In the present context of single-step tests, the (at least asymptotic) adjusted p-value for the jth individual two-sided hypothesis Hj0 : ϑj = mj, j = 1, . . . , k, is given bypj = 1− gν(Rn, |tj|),where t1, . . . , tk denote the observed test statistics.
Q10. What is the p-value for the global null hypothesis?
The resulting global p-value (exact or approximate, depending on context) for H0 is 1 − gν(Rn,max |t|) when T = t has been observed.
Q11. What is the way to test the global null hypothesis?
Another suitable scalar test statistic for testing the global hypothesis H0 is to consider the maximum of the individual test statistics T1,n, . . . , Tk,n of the multivariate statistic Tn = (T1,n, . . . , Tk,n), leading to a max-t type test statistic max(|Tn|).
Q12. What are examples of multiple comparison procedures?
Examples of such multiple comparison procedures include Dunnett’s many-to-one comparisons, Tukey’s all-pairwise comparisons, sequential pairwise contrasts, comparisons with the average, changepoint analyses, dose-response contrasts, etc.

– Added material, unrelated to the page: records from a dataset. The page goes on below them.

//! Startup configuration
//!
//! Both structs have working defaults. `from_env` overlays the process
//! environment; the CLI overlays its flags on top of that.

use std::collections::BTreeSet;

use crate::{Error, Result};

/// Execution engine and provisioning settings
#[derive(Debug, Clone, PartialEq)]
pub struct EngineConfig {
    /// Wall-clock budget per execution (`DAPP_TIMEOUT`)
    pub timeout_ms: u64,
    /// Run programs in the sandbox (`USE_SANDBOX`, anything but `false` keeps it on)
    pub sandboxed: bool,
    /// Ids allowed to be created (`WHITELIST`); `None` allows all
    pub allow_list: Option<BTreeSet<String>>,
    /// Serve views from deprovisioned DApps (`VIEW_DEPROVISIONED`)
    pub serve_deprovisioned_views: bool,
    /// Interpreter step budget per sandboxed execution
    pub fuel: u64,
    /// Largest committed storage or produced string, in estimated bytes
    pub max_value_bytes: usize,
}

impl Default for EngineConfig {
    fn default() -> Self {
        EngineConfig {
            timeout_ms: 200,
            sandboxed: true,
            allow_list: None,
            serve_deprovisioned_views: false,
            fuel: 10_000_000,
            max_value_bytes: 1 << 20,
        }
    }
}

impl EngineConfig {
    pub fn from_env() -> Result<Self> {
        Self::from_lookup(|key| std::env::var(key).ok())
    }

    /// Build from an arbitrary variable source
    pub fn from_lookup(lookup: impl Fn(&str) -> Option<String>) -> Result<Self> {
        let mut config = EngineConfig::default();
        if let Some(raw) = non_empty(lookup("DAPP_TIMEOUT")) {
            config.timeout_ms = parse_positive("DAPP_TIMEOUT", &raw)?;
        }
        if let Some(raw) = non_empty(lookup("USE_SANDBOX")) {
            config.sandboxed = raw != "false";
        }
        if let Some(raw) = non_empty(lookup("WHITELIST")) {
            config.allow_list = Some(parse_allow_list(&raw));
        }
        if let Some(raw) = non_empty(lookup("VIEW_DEPROVISIONED")) {
            config.serve_deprovisioned_views = matches!(raw.as_str(), "true" | "1");
        }
        Ok(config)
    }

    /// Whether creation of `id` passes the allow-list
    pub fn allows(&self, id: &str) -> bool {
        self.allow_list
            .as_ref()
            .map_or(true, |list| list.contains(id))
    }
}

/// Block replay settings
#[derive(Debug, Clone, PartialEq)]
pub struct ReplayConfig {
    /// First block to apply when no saved state exists (`START_BLOCK`)
    pub start_block: u64,
    /// Save state whenever the block number is a multiple of this
    pub save_interval: u64,
    /// Prefix of the operation ids this engine consumes
    pub op_prefix: String,
}

impl Default for ReplayConfig {
    fn default() -> Self {
        ReplayConfig {
            start_block: 31_239_400,
            save_interval: 100,
            op_prefix: "spire_".to_string(),
        }
    }
}

impl ReplayConfig {
    pub fn from_env() -> Result<Self> {
        Self::from_lookup(|key| std::env::var(key).ok())
    }

    pub fn from_lookup(lookup: impl Fn(&str) -> Option<String>) -> Result<Self> {
        let mut config = ReplayConfig::default();
        if let Some(raw) = non_empty(lookup("START_BLOCK")) {
            config.start_block = parse_number("START_BLOCK", &raw)?;
        }
        Ok(config)
    }
}

/// Comma-separated ids, trimmed and lowercased
pub fn parse_allow_list(raw: &str) -> BTreeSet<String> {
    raw.split(',')
        .map(|id| id.trim().to_lowercase())
        .filter(|id| !id.is_empty())
        .collect()
}

fn non_empty(value: Option<String>) -> Option<String> {
    value.map(|v| v.trim().to_string()).filter(|v| !v.is_empty())
}

fn parse_number(key: &str, raw: &str) -> Result<u64> {
    raw.parse()
        .map_err(|_| Error::Config(format!("{} must be a non-negative integer, got '{}'", key, raw)))
}

fn parse_positive(key: &str, raw: &str) -> Result<u64> {
    match parse_number(key, raw)? {
        0 => Err(Error::Config(format!("{} must be greater than zero", key))),
        value => Ok(value),
    }
}
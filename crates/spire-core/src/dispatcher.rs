//! Operation dispatcher
//!
//! The dispatcher owns the registry and applies one operation at a time, in
//! the order it is handed them. Creates and transacts never fail from the
//! caller's point of view; their effect is described by a [`Receipt`].
//! Views are answered with a [`ViewResponse`] and never change anything.

use serde::{Deserialize, Serialize};

use crate::config::EngineConfig;
use crate::context::{MessageContext, MessageType};
use crate::executor::Outcome;
use crate::gate::Operation;
use crate::provisioning::{ProvisioningController, Receipt};
use crate::registry::Registry;
use crate::value::Value;

/// Error code for a view of an absent (or unavailable) DApp
pub const NONEXISTENT_DAPP_ERROR: &str = "NonexistentDappError";
/// Error code for a view whose execution faulted
pub const EXECUTION_ERROR: &str = "ExecutionError";

/// Answer to a view query: `{"result": …}` or `{"error": "…"}`
#[derive(Debug, Clone, PartialEq, Serialize, Deserialize)]
#[serde(rename_all = "lowercase")]
pub enum ViewResponse {
    Result(Value),
    Error(String),
}

impl ViewResponse {
    pub fn is_error(&self) -> bool {
        matches!(self, ViewResponse::Error(_))
    }
}

/// Single writer over the registry
#[derive(Debug)]
pub struct Dispatcher {
    registry: Registry,
    controller: ProvisioningController,
}

impl Dispatcher {
    pub fn new(config: EngineConfig) -> Self {
        Self::with_registry(config, Registry::new())
    }

    pub fn with_registry(config: EngineConfig, registry: Registry) -> Self {
        Dispatcher {
            registry,
            controller: ProvisioningController::new(config),
        }
    }

    pub fn registry(&self) -> &Registry {
        &self.registry
    }

    pub fn create(
        &mut self,
        id: &str,
        program: &str,
        args: Value,
        sender: &str,
        block: &Value,
        block_number: u64,
    ) -> Receipt {
        let ctx = MessageContext::init(args, sender, block.clone(), block_number);
        self.controller.create(&mut self.registry, id, program, &ctx)
    }

    pub fn transact(
        &mut self,
        id: &str,
        func: &str,
        args: Value,
        sender: &str,
        block: &Value,
        block_number: u64,
    ) -> Receipt {
        let ctx = MessageContext::transaction(func, args, sender, block.clone(), block_number);
        self.controller.transact(&mut self.registry, id, &ctx)
    }

    /// Apply a gated operation observed in `block`
    pub fn apply(&mut self, op: Operation, block: &Value, block_number: u64) -> Receipt {
        match op {
            Operation::Create {
                id,
                program,
                args,
                sender,
            } => {
                let ctx = MessageContext::from_chain(
                    MessageType::Init,
                    "",
                    args,
                    sender,
                    block.clone(),
                    block_number,
                );
                self.controller.create(&mut self.registry, &id, &program, &ctx)
            }
            Operation::Transact {
                id,
                func,
                args,
                sender,
            } => {
                let ctx = MessageContext::from_chain(
                    MessageType::Transaction,
                    func,
                    args,
                    sender,
                    block.clone(),
                    block_number,
                );
                self.controller.transact(&mut self.registry, &id, &ctx)
            }
        }
    }

    /// Run a read-only query against committed storage
    pub fn view(&self, id: &str, func: &str, args: Value) -> ViewResponse {
        let serve_deprovisioned = self.controller.config().serve_deprovisioned_views;
        let entry = match self.registry.lookup(id) {
            Some(entry) if entry.provisioned || serve_deprovisioned => entry,
            _ => return ViewResponse::Error(NONEXISTENT_DAPP_ERROR.to_string()),
        };

        let ctx = MessageContext::view(func, args);
        match self.controller.engine().execute(&entry.storage, &entry.program, &ctx) {
            Outcome::Committed(result) => ViewResponse::Result(result),
            Outcome::Faulted(fault) => {
                tracing::debug!(dapp = %id, func, fault = %fault, "view faulted");
                ViewResponse::Error(EXECUTION_ERROR.to_string())
            }
        }
    }
}
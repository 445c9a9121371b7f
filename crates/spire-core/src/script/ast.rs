//! DApp script AST — syntax tree node definitions
//!
//! All AST types are immutable after parsing. A parsed [`Program`] can be
//! evaluated any number of times against different storage and contexts.

use crate::value::Value;

/// A parsed DApp program: the body of the function run on every message
#[derive(Debug, Clone, PartialEq)]
pub struct Program {
    pub body: Vec<Stmt>,
}

#[derive(Debug, Clone, PartialEq)]
pub enum Stmt {
    /// `let name = init;`
    Let { name: String, init: Option<Expr> },
    /// Expression statement, including assignments
    Expr(Expr),
    If {
        cond: Expr,
        then_branch: Vec<Stmt>,
        else_branch: Option<Vec<Stmt>>,
    },
    While { cond: Expr, body: Vec<Stmt> },
    /// `for (let name of iterable) { ... }`
    ForOf {
        name: String,
        iterable: Expr,
        body: Vec<Stmt>,
    },
    Block(Vec<Stmt>),
    Return(Option<Expr>),
    Throw(Expr),
    Break,
    Continue,
}

#[derive(Debug, Clone, Copy, PartialEq, Eq)]
pub enum UnaryOp {
    Not,
    Neg,
}

#[derive(Debug, Clone, Copy, PartialEq, Eq)]
pub enum BinaryOp {
    Add,
    Sub,
    Mul,
    Div,
    Rem,
    Eq,
    NotEq,
    Lt,
    Le,
    Gt,
    Ge,
}

#[derive(Debug, Clone, Copy, PartialEq, Eq)]
pub enum LogicalOp {
    And,
    Or,
}

#[derive(Debug, Clone, Copy, PartialEq, Eq)]
pub enum AssignOp {
    Set,
    Add,
    Sub,
}

#[derive(Debug, Clone, PartialEq)]
pub enum Expr {
    Literal(Value),
    Ident(String),
    Array(Vec<Expr>),
    Object(Vec<(String, Expr)>),
    /// `object.property`
    Member(Box<Expr>, String),
    /// `object[index]`
    Index(Box<Expr>, Box<Expr>),
    /// Call of a named built-in
    Call { callee: String, args: Vec<Expr> },
    Unary(UnaryOp, Box<Expr>),
    Binary(BinaryOp, Box<Expr>, Box<Expr>),
    Logical(LogicalOp, Box<Expr>, Box<Expr>),
    Conditional {
        cond: Box<Expr>,
        then_expr: Box<Expr>,
        else_expr: Box<Expr>,
    },
    /// Assignment to a place (identifier, member or index chain)
    Assign {
        op: AssignOp,
        target: Box<Expr>,
        value: Box<Expr>,
    },
}
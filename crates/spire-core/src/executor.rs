//! Sandboxed execution engine
//!
//! Runs one DApp program against a copy of its storage and a message
//! context, and reports either the new storage or a fault. Nothing here
//! touches the registry; committing is the caller's decision.
//!
//! In sandboxed mode the program runs on a worker thread. The caller waits
//! for the configured budget and, if the budget expires, raises the
//! interpreter's interrupt flag and discards whatever the worker produces.

use std::sync::atomic::{AtomicBool, Ordering};
use std::sync::{mpsc, Arc};
use std::thread;
use std::time::Duration;

use crate::config::EngineConfig;
use crate::context::MessageContext;
use crate::script::{self, Interpreter, Limits};
use crate::value::Value;
use crate::Error;

/// Deepest nesting a committed value may have
pub const MAX_VALUE_DEPTH: usize = 100;

const WORKER_STACK_BYTES: usize = 16 * 1024 * 1024;

/// Why an execution did not commit
#[derive(Debug, Clone, PartialEq)]
pub enum Fault {
    /// Program text failed to parse
    Syntax(String),
    /// Program executed `throw`
    Thrown(Value),
    /// Type error, overflow, division by zero, unknown name
    Runtime(String),
    /// Attempted to use a capability the sandbox withholds
    Forbidden(String),
    /// Wall-clock budget expired
    Timeout,
    /// Step budget exhausted
    FuelExhausted,
    /// A produced value exceeded the size or depth limit
    SizeLimit(String),
}

impl std::fmt::Display for Fault {
    fn fmt(&self, f: &mut std::fmt::Formatter<'_>) -> std::fmt::Result {
        match self {
            Fault::Syntax(msg) => write!(f, "syntax error: {}", msg),
            Fault::Thrown(value) => write!(f, "uncaught exception: {}", value),
            Fault::Runtime(msg) => write!(f, "runtime error: {}", msg),
            Fault::Forbidden(msg) => write!(f, "forbidden: {}", msg),
            Fault::Timeout => write!(f, "execution timed out"),
            Fault::FuelExhausted => write!(f, "execution step budget exhausted"),
            Fault::SizeLimit(msg) => write!(f, "size limit: {}", msg),
        }
    }
}

/// Result of one execution
#[derive(Debug, Clone, PartialEq)]
pub enum Outcome {
    Committed(Value),
    Faulted(Fault),
}

impl Outcome {
    pub fn is_committed(&self) -> bool {
        matches!(self, Outcome::Committed(_))
    }
}

/// Executes programs under one fixed configuration
#[derive(Debug, Clone)]
pub struct Engine {
    timeout: Duration,
    sandboxed: bool,
    limits: Limits,
}

impl Engine {
    pub fn new(config: &EngineConfig) -> Self {
        if !config.sandboxed {
            tracing::warn!(
                "sandbox disabled: programs run without timeout or step budget and may use host capabilities"
            );
        }
        Engine {
            timeout: Duration::from_millis(config.timeout_ms),
            sandboxed: config.sandboxed,
            limits: Limits {
                fuel: if config.sandboxed { Some(config.fuel) } else { None },
                max_value_bytes: config.max_value_bytes,
                host_capabilities: !config.sandboxed,
            },
        }
    }

    pub fn is_sandboxed(&self) -> bool {
        self.sandboxed
    }

    /// Run `program` with `storage` and `ctx` bound.
    ///
    /// `storage` is copied into the run; the caller's value is never aliased.
    pub fn execute(&self, storage: &Value, program: &str, ctx: &MessageContext) -> Outcome {
        let result = if self.sandboxed {
            self.execute_sandboxed(storage.clone(), program.to_string(), ctx.to_value())
        } else {
            run_program(program, storage.clone(), ctx.to_value(), &self.limits, None)
        };

        match result.and_then(|value| self.check_committed(value)) {
            Ok(value) => Outcome::Committed(value),
            Err(fault) => Outcome::Faulted(fault),
        }
    }

    fn execute_sandboxed(&self, storage: Value, program: String, msg: Value) -> Result<Value, Fault> {
        let interrupt = Arc::new(AtomicBool::new(false));
        let worker_flag = Arc::clone(&interrupt);
        let limits = self.limits.clone();
        let (result_tx, result_rx) = mpsc::channel();

        let handle = thread::Builder::new()
            .name("spire-exec".into())
            .stack_size(WORKER_STACK_BYTES)
            .spawn(move || {
                let result = run_program(&program, storage, msg, &limits, Some(worker_flag));
                // Receiver is gone after a timeout; the result is discarded either way.
                let _ = result_tx.send(result);
            })
            .map_err(|e| Fault::Runtime(format!("failed to start execution worker: {}", e)))?;

        let result = match result_rx.recv_timeout(self.timeout) {
            Ok(result) => result,
            Err(mpsc::RecvTimeoutError::Timeout) => {
                interrupt.store(true, Ordering::Relaxed);
                Err(Fault::Timeout)
            }
            Err(mpsc::RecvTimeoutError::Disconnected) => {
                Err(Fault::Runtime("execution worker aborted".into()))
            }
        };

        // The worker polls the interrupt flag every step, so this returns promptly.
        if handle.join().is_err() {
            tracing::error!("execution worker panicked");
        }
        result
    }

    fn check_committed(&self, value: Value) -> Result<Value, Fault> {
        let size = value.estimated_size();
        if size > self.limits.max_value_bytes {
            return Err(Fault::SizeLimit(format!(
                "result of {} bytes exceeds limit of {} bytes",
                size, self.limits.max_value_bytes
            )));
        }
        check_shape(&value, MAX_VALUE_DEPTH)?;
        Ok(value)
    }
}

fn run_program(
    text: &str,
    storage: Value,
    msg: Value,
    limits: &Limits,
    interrupt: Option<Arc<AtomicBool>>,
) -> Result<Value, Fault> {
    let program = script::parse(text).map_err(|e| match e {
        Error::Syntax(msg) => Fault::Syntax(msg),
        other => Fault::Syntax(other.to_string()),
    })?;
    let mut interpreter = Interpreter::new(storage, msg, limits);
    if let Some(flag) = interrupt {
        interpreter = interpreter.with_interrupt(flag);
    }
    interpreter.run(&program)
}

/// Reject results that are nested too deeply or hold a number JSON cannot
/// represent. Iterative so that hostile nesting cannot overflow the caller's
/// stack.
fn check_shape(value: &Value, max_depth: usize) -> Result<(), Fault> {
    let mut pending = vec![(value, 1usize)];
    while let Some((value, depth)) = pending.pop() {
        if depth > max_depth {
            return Err(Fault::SizeLimit(format!(
                "result nesting exceeds depth {}",
                max_depth
            )));
        }
        match value {
            Value::Float(f) if !f.is_finite() => {
                return Err(Fault::Runtime(format!("result holds non-finite number {}", f)));
            }
            Value::Array(items) => pending.extend(items.iter().map(|v| (v, depth + 1))),
            Value::Object(map) => pending.extend(map.values().map(|v| (v, depth + 1))),
            _ => {}
        }
    }
    Ok(())
}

Q13. Why is mcp() not available in multcomp?
Because it is impossible to determine the parameters of interest automatically in this case, mcp() in multcomp will by default generate comparisons for the main effects γj only, ignoring covariates and interactions.
Q14. What is the sequence of n needed to establish -convergence in (4)?
Then the authors haveãnRn = D −1/2 n S ⋆ nD −1/2 n= (anDn) −1/2(anS ⋆ n)(anDn) −1/2P −→ diag(Σ⋆)−1/2 Σ⋆ diag(Σ⋆)−1/2 =: R ∈ Rk,kwhere the convergence in probability to a constant follows from Slutzky’s Theorem (Theorem 1.5.4, Serfling, 1980) and therefore (4) holds.